L’affranchie est un drame italien contemporain. Le titre original « La Ragazza del Mondo », soit « La fille du monde », est évidemment plus précis et décrit davantage le thème du film. L’expression, identique en français et en italien, est reprise de la Bible, singulièrement du Nouveau Testament, où Jésus-Christ dans les évangiles, puis à sa suite saint Paul dans ses épîtres, opposent ceux qui suivent la voie du salut, unique, celle du Christ, et les autres, qui restent dans le monde, infesté d’une infinité d’erreurs, et aux comportements de ce fait peccamineux. Les enfants de Dieu sont donc opposés aux fils et filles du monde. Ces notions de base du christianisme ont été probablement été jugées incompréhensibles pour le public déchristianisé en France, d’où ce nouveau titre L’affranchie, qui n’est certes pas fautif : une jeune fille de 19 ans s’affranchit de l’univers des Témoins de Jéhovah, aux règles strictes. Elle a une liaison sensuelle – et le film n’est hélas pas tout public puisque cette sensualité est un peu trop montrée – avec un fils du monde. Ce dernier est le fils d’une veuve en détresse cible du prosélytisme systématique et bien connu des Témoins de Jéhovah. « Contaminée » par le monde, elle est donc excommuniée par les Anciens des Témoins de Jéhovah comme fille du monde. Cette sanction a les pires conséquences : même les parents proches doivent ignorer absolument la fautive condamnée par la communauté !
L’affranchie, un film d’un grand intérêt
Le véritable intérêt du film ne réside pas dans l’histoire sentimentale, sottise manifeste d’une adolescente qui s’éprend d’un jeune délinquant multirécidiviste. De façon hélas prévisible, il y a peu à en attendre, même s’il n’est peut-être pas fondamentalement méchant. L’affranchie se montre d’un grand intérêt dans la description de l’univers si particulier, visiblement très bien connu, des Témoins de Jéhovah. Ce monde singulier s’avère pour le moins dur. Il tient de la vraie secte oppressive, certes sans violence physique, mais à la violence morale omniprésente. Le film est terrible par son réalisme, qui n’est gâché par aucune extravagance, ou même détail douteux.

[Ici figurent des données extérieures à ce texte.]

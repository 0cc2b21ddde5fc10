//! Estimate Snapshots
//!
//! Persisted refinement state for one session: the candidate names and, in
//! the same order, each candidate's `{observation_count, running_mean,
//! running_variance}`.

use crate::backend::Backend;
use crate::cache::{Cache, CacheKey, SessionId, StoreError};
use crate::codec::Codec;
use rankbench_stats::EstimateState;
use serde::{Deserialize, Serialize};

/// Field under which a session's estimates are stored
pub const ESTIMATES_FIELD: &str = "estimates";

/// Estimates of every candidate in a session
#[derive(Debug, Clone, PartialEq, Serialize, Deserialize)]
pub struct SessionSnapshot {
    /// Candidate names
    pub names: Vec<String>,
    /// Estimate state per name, same order
    pub estimates: Vec<EstimateState>,
}

impl SessionSnapshot {
    /// Pair names with states
    pub fn new(names: Vec<String>, estimates: Vec<EstimateState>) -> Self {
        Self { names, estimates }
    }

    /// Completed rounds, if all candidates agree
    pub fn rounds(&self) -> Option<u64> {
        let first = self.estimates.first()?.observation_count;
        self.estimates
            .iter()
            .all(|s| s.observation_count == first)
            .then_some(first)
    }

    /// State recorded for `name`
    pub fn state_for(&self, name: &str) -> Option<EstimateState> {
        self.names
            .iter()
            .position(|n| n == name)
            .and_then(|i| self.estimates.get(i).copied())
    }

    /// States reordered to match `names`; `None` unless the candidate sets are identical
    pub fn aligned_to<S: AsRef<str>>(&self, names: &[S]) -> Option<Vec<EstimateState>> {
        if names.len() != self.names.len() || self.estimates.len() != self.names.len() {
            return None;
        }
        names.iter().map(|n| self.state_for(n.as_ref())).collect()
    }
}

/// Loader/saver of session estimates
pub trait EstimateStore {
    /// Load the snapshot for `session`, if one was saved
    fn load_estimates(&self, session: &SessionId) -> Result<Option<SessionSnapshot>, StoreError>;

    /// Save (replace) the snapshot for `session`
    fn save_estimates(
        &mut self,
        session: &SessionId,
        snapshot: &SessionSnapshot,
    ) -> Result<(), StoreError>;
}

impl<B: Backend, C: Codec> EstimateStore for Cache<B, C> {
    fn load_estimates(&self, session: &SessionId) -> Result<Option<SessionSnapshot>, StoreError> {
        self.load(&CacheKey::new(session, ESTIMATES_FIELD)?)
    }

    fn save_estimates(
        &mut self,
        session: &SessionId,
        snapshot: &SessionSnapshot,
    ) -> Result<(), StoreError> {
        self.save(&CacheKey::new(session, ESTIMATES_FIELD)?, snapshot)
    }
}

#[cfg(test)]
mod tests {
    use super::*;
    use crate::{DirBackend, JsonCodec, MemoryBackend, TomlCodec};

    fn state(n: u64, mean: f64) -> EstimateState {
        EstimateState {
            observation_count: n,
            running_mean: mean,
            running_variance: 0.25,
        }
    }

    fn snapshot() -> SessionSnapshot {
        SessionSnapshot::new(
            vec!["forward".into(), "reverse".into()],
            vec![state(12, 410.0), state(12, 95.5)],
        )
    }

    #[test]
    fn test_alignment() {
        let snap = snapshot();
        assert_eq!(snap.rounds(), Some(12));
        assert_eq!(snap.state_for("reverse"), Some(state(12, 95.5)));
        assert_eq!(
            snap.aligned_to(&["reverse", "forward"]),
            Some(vec![state(12, 95.5), state(12, 410.0)])
        );
        assert_eq!(snap.aligned_to(&["reverse"]), None);
        assert_eq!(snap.aligned_to(&["reverse", "symbolic"]), None);
    }

    #[test]
    fn test_uneven_rounds() {
        let snap = SessionSnapshot::new(
            vec!["a".into(), "b".into()],
            vec![state(3, 1.0), state(4, 1.0)],
        );
        assert_eq!(snap.rounds(), None);
        assert_eq!(SessionSnapshot::new(vec![], vec![]).rounds(), None);
    }

    #[test]
    fn test_memory_store() {
        let mut store = Cache::new(MemoryBackend::new(), JsonCodec);
        let session = SessionId::new("model-7").unwrap();

        assert_eq!(store.load_estimates(&session).unwrap(), None);
        store.save_estimates(&session, &snapshot()).unwrap();
        assert_eq!(store.load_estimates(&session).unwrap(), Some(snapshot()));
    }

    #[test]
    fn test_dir_store_survives_reopen() {
        let dir = tempfile::tempdir().unwrap();
        let session = SessionId::new("model-7").unwrap();

        let mut store = Cache::new(DirBackend::new(dir.path()), TomlCodec);
        store.save_estimates(&session, &snapshot()).unwrap();
        drop(store);

        let reopened = Cache::new(DirBackend::new(dir.path()), TomlCodec);
        assert_eq!(reopened.load_estimates(&session).unwrap(), Some(snapshot()));
        assert!(dir.path().join("model-7").join("estimates.toml").exists());
    }
}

Ainsi, ces Témoins de Jéhovah ne sont donc pas des chrétiens stricts et un peu originaux, voire quelque peu sympathiques par leur volonté de pratiquer à la lettre le message du Christ à notre époque si loin du Christ, comme on pourrait ou voudrait le croire avec une superficielle bienveillance. Le message du christianisme est en fait perverti : la contre-société mise en place est oppressive, fondée sur le contrôle permanent de tous par tous. Il y a des ressemblances superficielles parfois avec le catholicisme, mais précisément, tout est perverti : par exemple, la confession de la pécheresse est quasi-publique, devant un comité d’Anciens, fort curieux pour les détails des péchés de chair, ce qui n’a rien à voir avec l’accusation de péchés semblables devant un prêtre au confessionnal. L’âme pécheresse est avant tout humiliée, ne progresse certainement pas vers le Bien.
Aussi avons-nous trouvé ce film très intéressant dans la description de cette secte si célèbre et au fond méconnue.